Task: Your job is to print the listing exactly.

Given records:
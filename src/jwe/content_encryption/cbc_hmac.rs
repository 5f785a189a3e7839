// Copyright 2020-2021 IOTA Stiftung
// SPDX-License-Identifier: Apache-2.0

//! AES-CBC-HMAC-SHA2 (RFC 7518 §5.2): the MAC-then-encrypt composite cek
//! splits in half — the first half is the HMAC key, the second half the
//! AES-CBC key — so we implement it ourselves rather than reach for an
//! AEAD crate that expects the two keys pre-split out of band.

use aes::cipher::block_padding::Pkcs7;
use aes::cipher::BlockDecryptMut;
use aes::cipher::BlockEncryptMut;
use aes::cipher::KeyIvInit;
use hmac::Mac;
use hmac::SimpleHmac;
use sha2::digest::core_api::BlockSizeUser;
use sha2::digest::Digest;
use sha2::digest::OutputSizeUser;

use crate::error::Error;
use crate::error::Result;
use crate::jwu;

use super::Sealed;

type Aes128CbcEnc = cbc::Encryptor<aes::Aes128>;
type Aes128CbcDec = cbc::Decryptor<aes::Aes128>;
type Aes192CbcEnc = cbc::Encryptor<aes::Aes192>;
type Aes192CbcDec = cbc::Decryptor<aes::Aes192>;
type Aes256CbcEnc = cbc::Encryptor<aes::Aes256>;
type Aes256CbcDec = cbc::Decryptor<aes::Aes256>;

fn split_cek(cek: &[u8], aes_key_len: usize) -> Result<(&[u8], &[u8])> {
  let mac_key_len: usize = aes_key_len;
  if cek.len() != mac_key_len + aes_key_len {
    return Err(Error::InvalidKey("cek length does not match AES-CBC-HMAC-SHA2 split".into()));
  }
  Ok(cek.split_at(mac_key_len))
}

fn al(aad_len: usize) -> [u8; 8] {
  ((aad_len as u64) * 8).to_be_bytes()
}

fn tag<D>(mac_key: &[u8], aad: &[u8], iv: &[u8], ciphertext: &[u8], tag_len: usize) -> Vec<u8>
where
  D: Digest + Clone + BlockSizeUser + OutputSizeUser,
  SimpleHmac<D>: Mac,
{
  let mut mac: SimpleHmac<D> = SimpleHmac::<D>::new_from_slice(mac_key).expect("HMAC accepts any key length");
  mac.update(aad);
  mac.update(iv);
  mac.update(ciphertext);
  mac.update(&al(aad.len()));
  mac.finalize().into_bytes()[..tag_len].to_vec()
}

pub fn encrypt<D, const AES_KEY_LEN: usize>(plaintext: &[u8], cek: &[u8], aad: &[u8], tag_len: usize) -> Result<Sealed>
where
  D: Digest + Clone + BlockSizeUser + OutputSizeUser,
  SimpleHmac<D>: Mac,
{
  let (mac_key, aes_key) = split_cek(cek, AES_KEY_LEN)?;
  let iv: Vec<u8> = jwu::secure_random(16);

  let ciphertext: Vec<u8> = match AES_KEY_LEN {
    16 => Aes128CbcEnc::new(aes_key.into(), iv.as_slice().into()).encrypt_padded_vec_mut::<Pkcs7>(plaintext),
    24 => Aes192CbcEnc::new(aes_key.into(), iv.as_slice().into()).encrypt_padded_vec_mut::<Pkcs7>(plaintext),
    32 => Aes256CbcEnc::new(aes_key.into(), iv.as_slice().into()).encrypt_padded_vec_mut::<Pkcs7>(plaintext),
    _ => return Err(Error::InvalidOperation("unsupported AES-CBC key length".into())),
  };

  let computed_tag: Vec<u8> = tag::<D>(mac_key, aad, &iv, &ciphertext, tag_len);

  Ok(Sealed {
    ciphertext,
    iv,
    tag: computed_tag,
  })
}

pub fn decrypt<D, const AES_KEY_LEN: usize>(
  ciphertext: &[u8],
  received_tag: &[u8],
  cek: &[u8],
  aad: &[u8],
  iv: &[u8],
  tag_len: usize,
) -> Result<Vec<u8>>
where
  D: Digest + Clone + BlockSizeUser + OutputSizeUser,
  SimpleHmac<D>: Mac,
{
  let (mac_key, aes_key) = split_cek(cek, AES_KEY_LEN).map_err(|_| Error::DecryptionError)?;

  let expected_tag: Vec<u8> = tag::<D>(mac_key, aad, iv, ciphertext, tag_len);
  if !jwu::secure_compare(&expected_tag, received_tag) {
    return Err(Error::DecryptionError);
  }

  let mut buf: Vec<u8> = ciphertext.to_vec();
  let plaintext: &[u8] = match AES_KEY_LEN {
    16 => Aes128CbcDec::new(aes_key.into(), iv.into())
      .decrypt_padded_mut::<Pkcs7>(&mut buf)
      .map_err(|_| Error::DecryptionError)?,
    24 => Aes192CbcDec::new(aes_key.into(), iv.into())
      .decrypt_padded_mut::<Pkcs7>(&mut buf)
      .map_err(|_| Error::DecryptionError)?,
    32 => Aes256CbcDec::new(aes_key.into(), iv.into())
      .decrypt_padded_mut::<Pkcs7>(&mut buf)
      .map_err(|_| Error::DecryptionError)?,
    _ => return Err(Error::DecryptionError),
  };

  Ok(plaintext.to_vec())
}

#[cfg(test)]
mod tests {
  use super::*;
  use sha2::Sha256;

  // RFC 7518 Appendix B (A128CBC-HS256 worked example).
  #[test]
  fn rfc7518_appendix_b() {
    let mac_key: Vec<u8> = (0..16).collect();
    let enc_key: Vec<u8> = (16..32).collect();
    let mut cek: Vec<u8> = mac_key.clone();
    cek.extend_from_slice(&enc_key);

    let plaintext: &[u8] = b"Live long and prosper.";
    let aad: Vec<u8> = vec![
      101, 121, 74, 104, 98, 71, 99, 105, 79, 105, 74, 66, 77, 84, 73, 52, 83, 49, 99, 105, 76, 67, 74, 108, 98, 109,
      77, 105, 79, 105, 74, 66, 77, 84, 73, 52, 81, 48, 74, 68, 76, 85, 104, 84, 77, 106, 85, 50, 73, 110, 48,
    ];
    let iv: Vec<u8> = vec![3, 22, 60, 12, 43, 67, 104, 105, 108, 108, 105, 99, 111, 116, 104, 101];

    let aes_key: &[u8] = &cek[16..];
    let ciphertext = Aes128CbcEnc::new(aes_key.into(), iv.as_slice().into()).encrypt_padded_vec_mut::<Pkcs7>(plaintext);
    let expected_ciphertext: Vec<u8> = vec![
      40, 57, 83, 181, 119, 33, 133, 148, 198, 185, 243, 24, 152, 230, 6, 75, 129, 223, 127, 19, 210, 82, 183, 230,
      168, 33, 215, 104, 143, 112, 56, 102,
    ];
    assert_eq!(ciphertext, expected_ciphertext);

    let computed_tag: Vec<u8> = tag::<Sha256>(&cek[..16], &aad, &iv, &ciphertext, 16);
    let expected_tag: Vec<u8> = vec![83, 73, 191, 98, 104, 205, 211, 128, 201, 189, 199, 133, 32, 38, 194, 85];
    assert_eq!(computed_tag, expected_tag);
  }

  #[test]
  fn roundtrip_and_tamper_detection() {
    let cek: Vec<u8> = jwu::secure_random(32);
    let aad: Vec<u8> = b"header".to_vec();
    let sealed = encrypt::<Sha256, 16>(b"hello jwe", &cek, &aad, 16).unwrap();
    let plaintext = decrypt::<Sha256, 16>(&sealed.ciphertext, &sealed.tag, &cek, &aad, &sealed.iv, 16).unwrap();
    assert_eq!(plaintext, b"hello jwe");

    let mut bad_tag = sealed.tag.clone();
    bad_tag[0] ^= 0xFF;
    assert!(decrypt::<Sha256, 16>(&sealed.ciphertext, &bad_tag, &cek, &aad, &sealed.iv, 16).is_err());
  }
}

Response to this exercise:
filename src/jwe/content_encryption/cbc_hmac.rs
repository 5f785a189a3e7839
// Copyright 2020-2021 IOTA Stiftung
// SPDX-License-Identifier: Apache-2.0

//! AES-CBC-HMAC-SHA2 (RFC 7518 §5.2): the MAC-then-encrypt composite cek
//! splits in half — the first half is the HMAC key, the second half the
//! AES-CBC key — so we implement it ourselves rather than reach for an
//! AEAD crate that expects the two keys pre-split out of band.

use aes::cipher::block_padding::Pkcs7;
use aes::cipher::BlockDecryptMut;
use aes::cipher::BlockEncryptMut;
use aes::cipher::KeyIvInit;
use hmac::Mac;
use hmac::SimpleHmac;
use sha2::digest::core_api::BlockSizeUser;
use sha2::digest::Digest;
use sha2::digest::OutputSizeUser;

use crate::error::Error;
use crate::error::Result;
use crate::jwu;

use super::Sealed;

type Aes128CbcEnc = cbc::Encryptor<aes::Aes128>;
type Aes128CbcDec = cbc::Decryptor<aes::Aes128>;
type Aes192CbcEnc = cbc::Encryptor<aes::Aes192>;
type Aes192CbcDec = cbc::Decryptor<aes::Aes192>;
type Aes256CbcEnc = cbc::Encryptor<aes::Aes256>;
type Aes256CbcDec = cbc::Decryptor<aes::Aes256>;

fn split_cek(cek: &[u8], aes_key_len: usize) -> Result<(&[u8], &[u8])> {
  let mac_key_len: usize = aes_key_len;
  if cek.len() != mac_key_len + aes_key_len {
    return Err(Error::InvalidKey("cek length does not match AES-CBC-HMAC-SHA2 split".into()));
  }
  Ok(cek.split_at(mac_key_len))
}

fn al(aad_len: usize) -> [u8; 8] {
  ((aad_len as u64) * 8).to_be_bytes()
}

fn tag<D>(mac_key: &[u8], aad: &[u8], iv: &[u8], ciphertext: &[u8], tag_len: usize) -> Vec<u8>
where
  D: Digest + Clone + BlockSizeUser + OutputSizeUser,
  SimpleHmac<D>: Mac,
{
  let mut mac: SimpleHmac<D> = SimpleHmac::<D>::new_from_slice(mac_key).expect("HMAC accepts any key length");
  mac.update(aad);
  mac.update(iv);
  mac.update(ciphertext);
  mac.update(&al(aad.len()));
  mac.finalize().into_bytes()[..tag_len].to_vec()
}

pub fn encrypt<D, const AES_KEY_LEN: usize>(plaintext: &[u8], cek: &[u8], aad: &[u8], tag_len: usize) -> Result<Sealed>
where
  D: Digest + Clone + BlockSizeUser + OutputSizeUser,
  SimpleHmac<D>: Mac,
{
  let (mac_key, aes_key) = split_cek(cek, AES_KEY_LEN)?;
  let iv: Vec<u8> = jwu::secure_random(16);

  let ciphertext: Vec<u8> = match AES_KEY_LEN {
    16 => Aes128CbcEnc::new(aes_key.into(), iv.as_slice().into()).encrypt_padded_vec_mut::<Pkcs7>(plaintext),
    24 => Aes192CbcEnc::new(aes_key.into(), iv.as_slice().into()).encrypt_padded_vec_mut::<Pkcs7>(plaintext),
    32 => Aes256CbcEnc::new(aes_key.into(), iv.as_slice().into()).encrypt_padded_vec_mut::<Pkcs7>(plaintext),
    _ => return Err(Error::InvalidOperation("unsupported AES-CBC key length".into())),
  };

  let computed_tag: Vec<u8> = tag::<D>(mac_key, aad, &iv, &ciphertext, tag_len);

  Ok(Sealed {
    ciphertext,
    iv,
    tag: computed_tag,
  })
}

pub fn decrypt<D, const AES_KEY_LEN: usize>(
  ciphertext: &[u8],
  received_tag: &[u8],
  cek: &[u8],
  aad: &[u8],
  iv: &[u8],
  tag_len: usize,
) -> Result<Vec<u8>>
where
  D: Digest + Clone + BlockSizeUser + OutputSizeUser,
  SimpleHmac<D>: Mac,
{
  let (mac_key, aes_key) = split_cek(cek, AES_KEY_LEN).map_err(|_| Error::DecryptionError)?;

  let expected_tag: Vec<u8> = tag::<D>(mac_key, aad, iv, ciphertext, tag_len);
  if !jwu::secure_compare(&expected_tag, received_tag) {
    return Err(Error::DecryptionError);
  }

  let mut buf: Vec<u8> = ciphertext.to_vec();
  let plaintext: &[u8] = match AES_KEY_LEN {
    16 => Aes128CbcDec::new(aes_key.into(), iv.into())
      .decrypt_padded_mut::<Pkcs7>(&mut buf)
      .map_err(|_| Error::DecryptionError)?,
    24 => Aes192CbcDec::new(aes_key.into(), iv.into())
      .decrypt_padded_mut::<Pkcs7>(&mut buf)
      .map_err(|_| Error::DecryptionError)?,
    32 => Aes256CbcDec::new(aes_key.into(), iv.into())
      .decrypt_padded_mut::<Pkcs7>(&mut buf)
      .map_err(|_| Error::DecryptionError)?,
    _ => return Err(Error::DecryptionError),
  };

  Ok(plaintext.to_vec())
}

#[cfg(test)]
mod tests {
  use super::*;
  use sha2::Sha256;

  // RFC 7518 Appendix B (A128CBC-HS256 worked example).
  #[test]
  fn rfc7518_appendix_b() {
    let mac_key: Vec<u8> = (0..16).collect();
    let enc_key: Vec<u8> = (16..32).collect();
    let mut cek: Vec<u8> = mac_key.clone();
    cek.extend_from_slice(&enc_key);

    let plaintext: &[u8] = b"Live long and prosper.";
    let aad: Vec<u8> = vec![
      101, 121, 74, 104, 98, 71, 99, 105, 79, 105, 74, 66, 77, 84, 73, 52, 83, 49, 99, 105, 76, 67, 74, 108, 98, 109,
      77, 105, 79, 105, 74, 66, 77, 84, 73, 52, 81, 48, 74, 68, 76, 85, 104, 84, 77, 106, 85, 50, 73, 110, 48,
    ];
    let iv: Vec<u8> = vec![3, 22, 60, 12, 43, 67, 104, 105, 108, 108, 105, 99, 111, 116, 104, 101];

    let aes_key: &[u8] = &cek[16..];
    let ciphertext = Aes128CbcEnc::new(aes_key.into(), iv.as_slice().into()).encrypt_padded_vec_mut::<Pkcs7>(plaintext);
    let expected_ciphertext: Vec<u8> = vec![
      40, 57, 83, 181, 119, 33, 133, 148, 198, 185, 243, 24, 152, 230, 6, 75, 129, 223, 127, 19, 210, 82, 183, 230,
      168, 33, 215, 104, 143, 112, 56, 102,
    ];
    assert_eq!(ciphertext, expected_ciphertext);

    let computed_tag: Vec<u8> = tag::<Sha256>(&cek[..16], &aad, &iv, &ciphertext, 16);
    let expected_tag: Vec<u8> = vec![83, 73, 191, 98, 104, 205, 211, 128, 201, 189, 199, 133, 32, 38, 194, 85];
    assert_eq!(computed_tag, expected_tag);
  }

  #[test]
  fn roundtrip_and_tamper_detection() {
    let cek: Vec<u8> = jwu::secure_random(32);
    let aad: Vec<u8> = b"header".to_vec();
    let sealed = encrypt::<Sha256, 16>(b"hello jwe", &cek, &aad, 16).unwrap();
    let plaintext = decrypt::<Sha256, 16>(&sealed.ciphertext, &sealed.tag, &cek, &aad, &sealed.iv, 16).unwrap();
    assert_eq!(plaintext, b"hello jwe");

    let mut bad_tag = sealed.tag.clone();
    bad_tag[0] ^= 0xFF;
    assert!(decrypt::<Sha256, 16>(&sealed.ciphertext, &bad_tag, &cek, &aad, &sealed.iv, 16).is_err());
  }
}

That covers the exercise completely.